Outros dias, fico dividida sobre minha escolha para a vida. Vendo o perfil de um amigo casado e sem filhos (porque assim decidiu), senti um pouco de inveja. Ele viajando com a mulher pro Egito. Ele na praia num fim de semana qualquer, com um sorriso que já estava lá, naquele rosto, antes de tirarem a foto. Ele no show dos Los Hermanos com os bródi. Ele na ciclovia carregando apenas uma garrafinha d’água. Ele passando perrengue na estrada sem criança ensurdecendo e inospitalizando o ambiente. Ele, agora triatleta. Ele, agora aprendendo a tocar cello. Ele, com o rosto descansado no selfie matinal de segunda-feira no trabalho. Ele, postando vídeos engraçados de animais porque tem tempo para isso. Ele, com o mesmo peso, as mesmas linhas de expressão, o mesmo número de cabelos brancos de dez anos atrás. Provavelmente a mesma barriga-tanquinho também. Penso na minha barriga e lembro do tobogã do Playcenter e dou uma risada daquelas de porquinho, um tanto triste mas conformada. Me olho no espelho e vejo que, do alto de meus 30 e muitos anos, estou prestes a completar 60. Pra mim, a terceira idade está ali na esquina. Para ele, a uma eternidade.

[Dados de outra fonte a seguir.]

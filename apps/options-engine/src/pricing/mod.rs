//! Option valuation: closed-form, tree, and simulation methods.
//!
//! - [`bs_price`] / [`bs_greeks`]: Black-Scholes closed form with the
//!   expiry-boundary conventions the backtest relies on
//! - [`binomial_price`]: Cox-Ross-Rubinstein tree, the only early-exercise path
//! - [`monte_carlo_price`]: seeded GBM simulation with standard error
//! - [`IvSolver`]: hybrid Newton-Raphson / bisection implied-volatility solver

pub mod black_scholes;
mod binomial;
mod iv;
mod monte_carlo;

pub use black_scholes::{bs_greeks, bs_price, norm_cdf, norm_inv_cdf, norm_pdf};
pub use binomial::{binomial_price, continuation_value};
pub use iv::{IvSolver, IvSolverConfig};
pub use monte_carlo::{MonteCarloPrice, monte_carlo_price};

Ou é isso o que ele quer que eu pense? Como será que funciona uma pessoa que resolveu fazer a escolha consciente de não ter filhos? Está cem porcento satisfeita com a decisão? Quando vê fotos de família Doriana no Facebook, sente essa invejinha não tão branca que eu, bastante envergonhada, sinto? E o que têm essas pessoas a dizer sobre o eixo? Elas sabem que o que é? Sequer percebem sua existência? Ou só percebe quem já o viu implodir e curte seu luto, como eu, como qualquer um que resolveu ter filhos?
Esses pensamentos todos que desconfio ser um tanto confusos se um dia eu for reler, nada mais são do que o resultado de uma cabeça sobrecarregada por ter voltado a trabalhar sem deixar nenhum outro prato cair. A saber, entre os pratos incluem-se, além do trabalho: filho, comida, casa limpa, marido, compras, roupa lavada, seca, dobrada. Ah! E lembrar que tem que ter tempo para si, também, só para eu ficar ainda mais atrapalhada. Dá um jeito de fazer ioga enquanto o arroz queima na panela! Faça natação enquanto a criança assiste, aos prantos! Medite enquanto a caixa dos gatos continua acumulando dias e dias de excrementos. Quando, meu bom jesus, vou conseguir de novo na vida ter tempo para mim?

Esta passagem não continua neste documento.